-- Try it --
Reproduce the entire listing below verbatim.

-- Data provided --

..........

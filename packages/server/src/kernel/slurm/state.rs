//! Canonical SLURM job states and their classification.
//!
//! The scheduler reports free-form state tokens; everything downstream
//! (store, reconciler, HTTP responses) works with the canonical
//! [`SlurmState`] enum. Tokens outside the canonical set fold to
//! [`SlurmState::Unknown`] rather than leaking raw strings into the store.

use serde::{Deserialize, Serialize};
use std::fmt;

/// Canonical job states.
///
/// `Cancelled` is canonical even though sacct reports it with an
/// attribution suffix (`CANCELLED by <uid>`); classification strips that.
#[derive(Debug, Clone, Copy, PartialEq, Eq, Hash, Serialize, Deserialize)]
#[serde(rename_all = "SCREAMING_SNAKE_CASE")]
pub enum SlurmState {
    Completed,
    Completing,
    Failed,
    Pending,
    Preempted,
    Running,
    Suspended,
    Stopped,
    Cancelled,
    Unknown,
}

/// Short status code and human explanation for a canonical state, as
/// reported in diagnostic responses.
#[derive(Debug, Clone, Copy, Serialize)]
pub struct StateInfo {
    pub state: SlurmState,
    pub code: &'static str,
    pub explanation: &'static str,
}

/// Reference table of status codes and explanations.
pub const STATE_TABLE: &[StateInfo] = &[
    StateInfo {
        state: SlurmState::Completed,
        code: "CD",
        explanation: "The job has completed successfully.",
    },
    StateInfo {
        state: SlurmState::Completing,
        code: "CG",
        explanation: "The job is finishing but some processes are still active.",
    },
    StateInfo {
        state: SlurmState::Failed,
        code: "F",
        explanation: "The job terminated with a non-zero exit code and failed to execute.",
    },
    StateInfo {
        state: SlurmState::Pending,
        code: "PD",
        explanation: "The job is waiting for resource allocation. It will eventually run.",
    },
    StateInfo {
        state: SlurmState::Preempted,
        code: "PR",
        explanation: "The job was terminated because of preemption by another job.",
    },
    StateInfo {
        state: SlurmState::Running,
        code: "R",
        explanation: "The job currently is allocated to a node and is running.",
    },
    StateInfo {
        state: SlurmState::Suspended,
        code: "S",
        explanation: "A running job has been stopped with its cores released to other jobs.",
    },
    StateInfo {
        state: SlurmState::Stopped,
        code: "ST",
        explanation: "A running job has been stopped with its cores retained.",
    },
];

impl SlurmState {
    /// Classify a raw scheduler token into a canonical state.
    ///
    /// Unrecognized tokens become `Unknown`. sacct reports cancellations as
    /// `CANCELLED by <uid>`, so a `CANCELLED` prefix is enough.
    pub fn classify(token: &str) -> Self {
        let token = token.trim();
        if token.starts_with("CANCELLED") {
            return Self::Cancelled;
        }
        match token {
            "COMPLETED" => Self::Completed,
            "COMPLETING" => Self::Completing,
            "FAILED" => Self::Failed,
            "PENDING" => Self::Pending,
            "PREEMPTED" => Self::Preempted,
            "RUNNING" => Self::Running,
            "SUSPENDED" => Self::Suspended,
            "STOPPED" => Self::Stopped,
            _ => Self::Unknown,
        }
    }

    /// Strict parse for user-supplied state names: canonical named states
    /// only, no folding. `UNKNOWN` is not addressable by clients.
    pub fn parse_known(token: &str) -> Option<Self> {
        match Self::classify(token) {
            Self::Unknown => None,
            state => Some(state),
        }
    }

    /// Terminal states trigger notification and removal from the store.
    pub fn is_terminal(self) -> bool {
        matches!(self, Self::Completed | Self::Failed | Self::Cancelled)
    }

    /// Whether this is a named canonical state (everything but `Unknown`).
    pub fn is_known(self) -> bool {
        !matches!(self, Self::Unknown)
    }

    pub fn as_str(self) -> &'static str {
        match self {
            Self::Completed => "COMPLETED",
            Self::Completing => "COMPLETING",
            Self::Failed => "FAILED",
            Self::Pending => "PENDING",
            Self::Preempted => "PREEMPTED",
            Self::Running => "RUNNING",
            Self::Suspended => "SUSPENDED",
            Self::Stopped => "STOPPED",
            Self::Cancelled => "CANCELLED",
            Self::Unknown => "UNKNOWN",
        }
    }

    /// Short sacct code, where the reference table defines one.
    pub fn code(self) -> Option<&'static str> {
        STATE_TABLE
            .iter()
            .find(|info| info.state == self)
            .map(|info| info.code)
    }
}

impl fmt::Display for SlurmState {
    fn fmt(&self, f: &mut fmt::Formatter<'_>) -> fmt::Result {
        f.write_str(self.as_str())
    }
}

#[cfg(test)]
mod tests {
    use super::*;

    #[test]
    fn classifies_canonical_tokens() {
        assert_eq!(SlurmState::classify("COMPLETED"), SlurmState::Completed);
        assert_eq!(SlurmState::classify("PENDING"), SlurmState::Pending);
        assert_eq!(SlurmState::classify("RUNNING"), SlurmState::Running);
        assert_eq!(SlurmState::classify(" SUSPENDED "), SlurmState::Suspended);
    }

    #[test]
    fn unknown_tokens_fold_to_unknown() {
        assert_eq!(SlurmState::classify("BOOT_FAIL"), SlurmState::Unknown);
        assert_eq!(SlurmState::classify("running"), SlurmState::Unknown);
        assert_eq!(SlurmState::classify(""), SlurmState::Unknown);
    }

    #[test]
    fn cancelled_by_uid_is_cancelled() {
        assert_eq!(SlurmState::classify("CANCELLED"), SlurmState::Cancelled);
        assert_eq!(
            SlurmState::classify("CANCELLED by 5012"),
            SlurmState::Cancelled
        );
    }

    #[test]
    fn terminal_set() {
        assert!(SlurmState::Completed.is_terminal());
        assert!(SlurmState::Failed.is_terminal());
        assert!(SlurmState::Cancelled.is_terminal());
        assert!(!SlurmState::Suspended.is_terminal());
        assert!(!SlurmState::Completing.is_terminal());
        assert!(!SlurmState::Unknown.is_terminal());
    }

    #[test]
    fn parse_known_rejects_unknown() {
        assert_eq!(SlurmState::parse_known("FAILED"), Some(SlurmState::Failed));
        assert_eq!(SlurmState::parse_known("UNKNOWN"), None);
        assert_eq!(SlurmState::parse_known("NODE_FAIL"), None);
    }

    #[test]
    fn code_table_covers_the_eight_reported_states() {
        assert_eq!(SlurmState::Completed.code(), Some("CD"));
        assert_eq!(SlurmState::Stopped.code(), Some("ST"));
        assert_eq!(SlurmState::Cancelled.code(), None);
        assert_eq!(SlurmState::Unknown.code(), None);
        assert_eq!(STATE_TABLE.len(), 8);
    }

    #[test]
    fn wire_format_is_screaming_snake_case() {
        let json = serde_json::to_string(&SlurmState::Completed).unwrap();
        assert_eq!(json, "\"COMPLETED\"");
        let back: SlurmState = serde_json::from_str("\"PENDING\"").unwrap();
        assert_eq!(back, SlurmState::Pending);
    }
}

..........

-- Solution for this problem --
filename packages/server/src/kernel/slurm/state.rs
//! Canonical SLURM job states and their classification.
//!
//! The scheduler reports free-form state tokens; everything downstream
//! (store, reconciler, HTTP responses) works with the canonical
//! [`SlurmState`] enum. Tokens outside the canonical set fold to
//! [`SlurmState::Unknown`] rather than leaking raw strings into the store.

use serde::{Deserialize, Serialize};
use std::fmt;

/// Canonical job states.
///
/// `Cancelled` is canonical even though sacct reports it with an
/// attribution suffix (`CANCELLED by <uid>`); classification strips that.
#[derive(Debug, Clone, Copy, PartialEq, Eq, Hash, Serialize, Deserialize)]
#[serde(rename_all = "SCREAMING_SNAKE_CASE")]
pub enum SlurmState {
    Completed,
    Completing,
    Failed,
    Pending,
    Preempted,
    Running,
    Suspended,
    Stopped,
    Cancelled,
    Unknown,
}

/// Short status code and human explanation for a canonical state, as
/// reported in diagnostic responses.
#[derive(Debug, Clone, Copy, Serialize)]
pub struct StateInfo {
    pub state: SlurmState,
    pub code: &'static str,
    pub explanation: &'static str,
}

/// Reference table of status codes and explanations.
pub const STATE_TABLE: &[StateInfo] = &[
    StateInfo {
        state: SlurmState::Completed,
        code: "CD",
        explanation: "The job has completed successfully.",
    },
    StateInfo {
        state: SlurmState::Completing,
        code: "CG",
        explanation: "The job is finishing but some processes are still active.",
    },
    StateInfo {
        state: SlurmState::Failed,
        code: "F",
        explanation: "The job terminated with a non-zero exit code and failed to execute.",
    },
    StateInfo {
        state: SlurmState::Pending,
        code: "PD",
        explanation: "The job is waiting for resource allocation. It will eventually run.",
    },
    StateInfo {
        state: SlurmState::Preempted,
        code: "PR",
        explanation: "The job was terminated because of preemption by another job.",
    },
    StateInfo {
        state: SlurmState::Running,
        code: "R",
        explanation: "The job currently is allocated to a node and is running.",
    },
    StateInfo {
        state: SlurmState::Suspended,
        code: "S",
        explanation: "A running job has been stopped with its cores released to other jobs.",
    },
    StateInfo {
        state: SlurmState::Stopped,
        code: "ST",
        explanation: "A running job has been stopped with its cores retained.",
    },
];

impl SlurmState {
    /// Classify a raw scheduler token into a canonical state.
    ///
    /// Unrecognized tokens become `Unknown`. sacct reports cancellations as
    /// `CANCELLED by <uid>`, so a `CANCELLED` prefix is enough.
    pub fn classify(token: &str) -> Self {
        let token = token.trim();
        if token.starts_with("CANCELLED") {
            return Self::Cancelled;
        }
        match token {
            "COMPLETED" => Self::Completed,
            "COMPLETING" => Self::Completing,
            "FAILED" => Self::Failed,
            "PENDING" => Self::Pending,
            "PREEMPTED" => Self::Preempted,
            "RUNNING" => Self::Running,
            "SUSPENDED" => Self::Suspended,
            "STOPPED" => Self::Stopped,
            _ => Self::Unknown,
        }
    }

    /// Strict parse for user-supplied state names: canonical named states
    /// only, no folding. `UNKNOWN` is not addressable by clients.
    pub fn parse_known(token: &str) -> Option<Self> {
        match Self::classify(token) {
            Self::Unknown => None,
            state => Some(state),
        }
    }

    /// Terminal states trigger notification and removal from the store.
    pub fn is_terminal(self) -> bool {
        matches!(self, Self::Completed | Self::Failed | Self::Cancelled)
    }

    /// Whether this is a named canonical state (everything but `Unknown`).
    pub fn is_known(self) -> bool {
        !matches!(self, Self::Unknown)
    }

    pub fn as_str(self) -> &'static str {
        match self {
            Self::Completed => "COMPLETED",
            Self::Completing => "COMPLETING",
            Self::Failed => "FAILED",
            Self::Pending => "PENDING",
            Self::Preempted => "PREEMPTED",
            Self::Running => "RUNNING",
            Self::Suspended => "SUSPENDED",
            Self::Stopped => "STOPPED",
            Self::Cancelled => "CANCELLED",
            Self::Unknown => "UNKNOWN",
        }
    }

    /// Short sacct code, where the reference table defines one.
    pub fn code(self) -> Option<&'static str> {
        STATE_TABLE
            .iter()
            .find(|info| info.state == self)
            .map(|info| info.code)
    }
}

impl fmt::Display for SlurmState {
    fn fmt(&self, f: &mut fmt::Formatter<'_>) -> fmt::Result {
        f.write_str(self.as_str())
    }
}

#[cfg(test)]
mod tests {
    use super::*;

    #[test]
    fn classifies_canonical_tokens() {
        assert_eq!(SlurmState::classify("COMPLETED"), SlurmState::Completed);
        assert_eq!(SlurmState::classify("PENDING"), SlurmState::Pending);
        assert_eq!(SlurmState::classify("RUNNING"), SlurmState::Running);
        assert_eq!(SlurmState::classify(" SUSPENDED "), SlurmState::Suspended);
    }

    #[test]
    fn unknown_tokens_fold_to_unknown() {
        assert_eq!(SlurmState::classify("BOOT_FAIL"), SlurmState::Unknown);
        assert_eq!(SlurmState::classify("running"), SlurmState::Unknown);
        assert_eq!(SlurmState::classify(""), SlurmState::Unknown);
    }

    #[test]
    fn cancelled_by_uid_is_cancelled() {
        assert_eq!(SlurmState::classify("CANCELLED"), SlurmState::Cancelled);
        assert_eq!(
            SlurmState::classify("CANCELLED by 5012"),
            SlurmState::Cancelled
        );
    }

    #[test]
    fn terminal_set() {
        assert!(SlurmState::Completed.is_terminal());
        assert!(SlurmState::Failed.is_terminal());
        assert!(SlurmState::Cancelled.is_terminal());
        assert!(!SlurmState::Suspended.is_terminal());
        assert!(!SlurmState::Completing.is_terminal());
        assert!(!SlurmState::Unknown.is_terminal());
    }

    #[test]
    fn parse_known_rejects_unknown() {
        assert_eq!(SlurmState::parse_known("FAILED"), Some(SlurmState::Failed));
        assert_eq!(SlurmState::parse_known("UNKNOWN"), None);
        assert_eq!(SlurmState::parse_known("NODE_FAIL"), None);
    }

    #[test]
    fn code_table_covers_the_eight_reported_states() {
        assert_eq!(SlurmState::Completed.code(), Some("CD"));
        assert_eq!(SlurmState::Stopped.code(), Some("ST"));
        assert_eq!(SlurmState::Cancelled.code(), None);
        assert_eq!(SlurmState::Unknown.code(), None);
        assert_eq!(STATE_TABLE.len(), 8);
    }

    #[test]
    fn wire_format_is_screaming_snake_case() {
        let json = serde_json::to_string(&SlurmState::Completed).unwrap();
        assert_eq!(json, "\"COMPLETED\"");
        let back: SlurmState = serde_json::from_str("\"PENDING\"").unwrap();
        assert_eq!(back, SlurmState::Pending);
    }
}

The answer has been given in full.